▶ **Work required**
When the string "AsRef" appears in a line of the records, show the whole line.
** Opening Task inputs block **
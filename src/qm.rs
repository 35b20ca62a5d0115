//! The minimizer front end.
//!
//! [`Qm`] validates a truth-table description, runs the whole Quine-McCluskey pipeline
//! once at construction, and keeps the result:
//!
//! 1. [`initial_group`]: singleton terms bucketed by population count.
//! 2. [`prime_implicants`]: repeated merging of adjacent buckets.
//! 3. [`select_implicants`]: essential primes, then a minimal exact cover.
//! 4. [`render`][crate::render::render]: the textual expression.
//!
//! # Examples
//!
//! ```
//! use qm_rs::qm::Qm;
//! use qm_rs::types::Mode;
//!
//! // f(A, B, C) is true on 1, 3, 5, 7: it only depends on C.
//! let qm = Qm::new(&["A", "B", "C"], &[1, 3, 5, 7], &[], Mode::Minterm).unwrap();
//! assert_eq!(qm.function(), "(C)");
//! assert_eq!(qm.implicants().len(), 1);
//!
//! // The same function described by where it is false.
//! let qm = Qm::maxterms(&["A", "B", "C"], &[0, 2, 4, 6]).unwrap();
//! assert_eq!(qm.function(), "(C)");
//! ```

use std::collections::BTreeSet;
use std::fmt;

use log::{debug, warn};

use crate::cover::select_implicants;
use crate::error::{QmError, Result};
use crate::group::initial_group;
use crate::primes::prime_implicants;
use crate::render::{render, render_with_config, RenderConfig};
use crate::term::Term;
use crate::types::Mode;

/// Largest supported number of variables (indices are `u32`).
pub const MAX_VARIABLES: usize = 32;

/// A minimized boolean function.
#[derive(Debug, Clone)]
pub struct Qm {
    variables: Vec<String>,
    mode: Mode,
    values: Vec<u32>,
    dont_cares: BTreeSet<u32>,
    primes: Vec<Term>,
    implicants: Vec<Term>,
    function: String,
}

impl Qm {
    /// Minimizes the function over `variables` given by `values` and `dont_cares`.
    ///
    /// In [`Mode::Minterm`] `values` lists where the function is true; in [`Mode::Maxterm`]
    /// where it is false. Index bit `width - 1 - i` is the value of `variables[i]`, so the
    /// first variable is the most significant bit.
    ///
    /// Duplicate indices are ignored. An index listed both as a value and as a don't-care
    /// is treated as a value.
    ///
    /// # Errors
    ///
    /// - [`QmError::NoVariables`] if `variables` is empty.
    /// - [`QmError::TooManyVariables`] if there are more than [`MAX_VARIABLES`] variables.
    /// - [`QmError::ValueOutOfRange`] if an index does not fit in `variables.len()` bits.
    /// - [`QmError::CoverTooLarge`] if the cover search would exceed its candidate limit.
    pub fn new<S: AsRef<str>>(
        variables: &[S],
        values: &[u32],
        dont_cares: &[u32],
        mode: Mode,
    ) -> Result<Self> {
        let width = variables.len();
        if width == 0 {
            return Err(QmError::NoVariables);
        }
        if width > MAX_VARIABLES {
            return Err(QmError::TooManyVariables {
                count: width,
                max: MAX_VARIABLES,
            });
        }
        for &value in values.iter().chain(dont_cares) {
            if u64::from(value) >= 1u64 << width {
                return Err(QmError::ValueOutOfRange { value, width });
            }
        }

        let mut seen = BTreeSet::new();
        let values: Vec<u32> = values.iter().copied().filter(|v| seen.insert(*v)).collect();
        let mut dc = BTreeSet::new();
        for &index in dont_cares {
            if seen.contains(&index) {
                warn!("Qm::new: {} is both a value and a don't-care, keeping it as a value", index);
            } else {
                dc.insert(index);
            }
        }
        let dont_cares = dc;

        let variables: Vec<String> = variables.iter().map(|v| v.as_ref().to_string()).collect();
        debug!(
            "Qm::new(variables = {:?}, values = {:?}, dont_cares = {:?}, mode = {})",
            variables, values, dont_cares, mode
        );

        let groups = initial_group(values.iter().chain(&dont_cares).copied(), width);
        let primes = prime_implicants(groups);
        let implicants = select_implicants(&primes, &values, &dont_cares)?;
        let function = render(&implicants, &variables, mode);
        debug!("Qm::new -> {}", function);

        Ok(Self {
            variables,
            mode,
            values,
            dont_cares,
            primes,
            implicants,
            function,
        })
    }

    /// Sum of products for the function that is true exactly on `values`.
    pub fn minterms<S: AsRef<str>>(variables: &[S], values: &[u32]) -> Result<Self> {
        Self::new(variables, values, &[], Mode::Minterm)
    }

    /// Product of sums for the function that is false exactly on `values`.
    pub fn maxterms<S: AsRef<str>>(variables: &[S], values: &[u32]) -> Result<Self> {
        Self::new(variables, values, &[], Mode::Maxterm)
    }

    /// The minimized expression.
    pub fn function(&self) -> &str {
        &self.function
    }

    /// The minimized expression with custom operator spellings.
    pub fn render(&self, config: &RenderConfig) -> String {
        render_with_config(&self.implicants, &self.variables, self.mode, config)
    }

    /// The implicants of the minimized expression: essential primes first, then the
    /// cover of the remaining values.
    pub fn implicants(&self) -> &[Term] {
        &self.implicants
    }

    /// Every prime implicant of the function, in discovery order.
    pub fn prime_implicants(&self) -> &[Term] {
        &self.primes
    }

    pub fn variables(&self) -> &[String] {
        &self.variables
    }

    pub fn mode(&self) -> Mode {
        self.mode
    }

    /// The listed values, without duplicates, in input order.
    pub fn values(&self) -> &[u32] {
        &self.values
    }

    pub fn dont_cares(&self) -> &BTreeSet<u32> {
        &self.dont_cares
    }

    /// Evaluates the minimized expression on the assignment encoded by `index`.
    ///
    /// Bits above the variable count are ignored.
    pub fn evaluate(&self, index: u32) -> bool {
        let inside = self.implicants.iter().any(|t| t.covers(index));
        match self.mode {
            Mode::Minterm => inside,
            Mode::Maxterm => !inside,
        }
    }
}

impl fmt::Display for Qm {
    fn fmt(&self, f: &mut fmt::Formatter<'_>) -> fmt::Result {
        write!(f, "{}", self.function)
    }
}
** Closing Task inputs block **
▶ **Expected answer**
    pub fn new<S: AsRef<str>>(
    pub fn minterms<S: AsRef<str>>(variables: &[S], values: &[u32]) -> Result<Self> {
    pub fn maxterms<S: AsRef<str>>(variables: &[S], values: &[u32]) -> Result<Self> {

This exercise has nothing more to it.